- [WHAT TO PRODUCE]
Give back an exact copy of the lines below, from the first through the line with "which drops every"; please stop there.

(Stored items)

※

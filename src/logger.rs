//! Optional diagnostic logging for the DOI client.
//!
//! The client never requires a logger. It always holds some [`DoiLogger`]:
//! either one supplied by the caller or [`NoopLogger`], which drops every
//! message. [`TracingLogger`] forwards messages to the `tracing` ecosystem.
//!
//! # Examples
//!
//! ```
//! use datacite_mds_client::logger::{DoiLogger, LogLevel, NoopLogger, TracingLogger};
//!
//! let silent = NoopLogger;
//! silent.err("never shown");
//!
//! let tracing_logger = TracingLogger;
//! tracing_logger.log(LogLevel::Debug, "DataCite response status code (expected 201): 201");
//! ```

use std::fmt;

/// Severity of a diagnostic message.
#[derive(Debug, Clone, Copy, PartialEq, Eq, PartialOrd, Ord, Hash)]
pub enum LogLevel {
    /// Response details of every call
    Debug,
    /// Informational messages
    Info,
    /// Recoverable oddities
    Warn,
    /// Failures reported to the caller
    Err,
}

impl fmt::Display for LogLevel {
    fn fmt(&self, f: &mut fmt::Formatter<'_>) -> fmt::Result {
        let name = match self {
            LogLevel::Debug => "debug",
            LogLevel::Info => "info",
            LogLevel::Warn => "warn",
            LogLevel::Err => "err",
        };
        f.write_str(name)
    }
}

/// A sink for leveled diagnostic messages.
///
/// Implementors only need [`DoiLogger::log`]; the per-level methods forward to it.
/// Logging must never fail or panic.
pub trait DoiLogger: Send + Sync {
    /// Emit `message` at `level`.
    fn log(&self, level: LogLevel, message: &str);

    /// Emit a debug message
    fn debug(&self, message: &str) {
        self.log(LogLevel::Debug, message);
    }

    /// Emit an informational message
    fn info(&self, message: &str) {
        self.log(LogLevel::Info, message);
    }

    /// Emit a warning
    fn warn(&self, message: &str) {
        self.log(LogLevel::Warn, message);
    }

    /// Emit an error message
    fn err(&self, message: &str) {
        self.log(LogLevel::Err, message);
    }
}

/// Logger that discards everything.
#[derive(Debug, Clone, Copy, Default)]
pub struct NoopLogger;

impl DoiLogger for NoopLogger {
    fn log(&self, _level: LogLevel, _message: &str) {}
}

/// Logger that emits `tracing` events with target `datacite_mds_client`.
#[derive(Debug, Clone, Copy, Default)]
pub struct TracingLogger;

impl DoiLogger for TracingLogger {
    fn log(&self, level: LogLevel, message: &str) {
        match level {
            LogLevel::Debug => tracing::debug!(target: "datacite_mds_client", "{}", message),
            LogLevel::Info => tracing::info!(target: "datacite_mds_client", "{}", message),
            LogLevel::Warn => tracing::warn!(target: "datacite_mds_client", "{}", message),
            LogLevel::Err => tracing::error!(target: "datacite_mds_client", "{}", message),
        }
    }
}

#[cfg(test)]
pub(crate) mod testing {
    use super::{DoiLogger, LogLevel};
    use std::sync::Mutex;

    /// Keeps every message in memory for assertions.
    #[derive(Default)]
    pub(crate) struct RecordingLogger {
        entries: Mutex<Vec<(LogLevel, String)>>,
    }

    impl RecordingLogger {
        pub(crate) fn entries(&self) -> Vec<(LogLevel, String)> {
            self.entries.lock().unwrap().clone()
        }

        pub(crate) fn at(&self, level: LogLevel) -> Vec<String> {
            self.entries()
                .into_iter()
                .filter(|(l, _)| *l == level)
                .map(|(_, m)| m)
                .collect()
        }
    }

    impl DoiLogger for RecordingLogger {
        fn log(&self, level: LogLevel, message: &str) {
            self.entries.lock().unwrap().push((level, message.to_string()));
        }
    }
}

#[cfg(test)]
mod tests {
    use super::testing::RecordingLogger;
    use super::*;

    #[test]
    fn test_level_methods_forward_to_log() {
        let logger = RecordingLogger::default();
        logger.debug("a");
        logger.info("b");
        logger.warn("c");
        logger.err("d");

        assert_eq!(
            logger.entries(),
            vec![
                (LogLevel::Debug, "a".to_string()),
                (LogLevel::Info, "b".to_string()),
                (LogLevel::Warn, "c".to_string()),
                (LogLevel::Err, "d".to_string()),
            ]
        );
    }

    #[test]
    fn test_noop_logger_is_silent() {
        let logger = NoopLogger;
        logger.debug("ignored");
        logger.err("ignored");
    }

    #[test]
    fn test_tracing_logger_without_subscriber() {
        TracingLogger.err("no subscriber installed");
    }

    #[test]
    fn test_level_display() {
        assert_eq!(LogLevel::Err.to_string(), "err");
        assert_eq!(LogLevel::Debug.to_string(), "debug");
    }
}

※

- [WORKED SOLUTION]
filename src/logger.rs
//! Optional diagnostic logging for the DOI client.
//!
//! The client never requires a logger. It always holds some [`DoiLogger`]:
//! either one supplied by the caller or [`NoopLogger`], which drops every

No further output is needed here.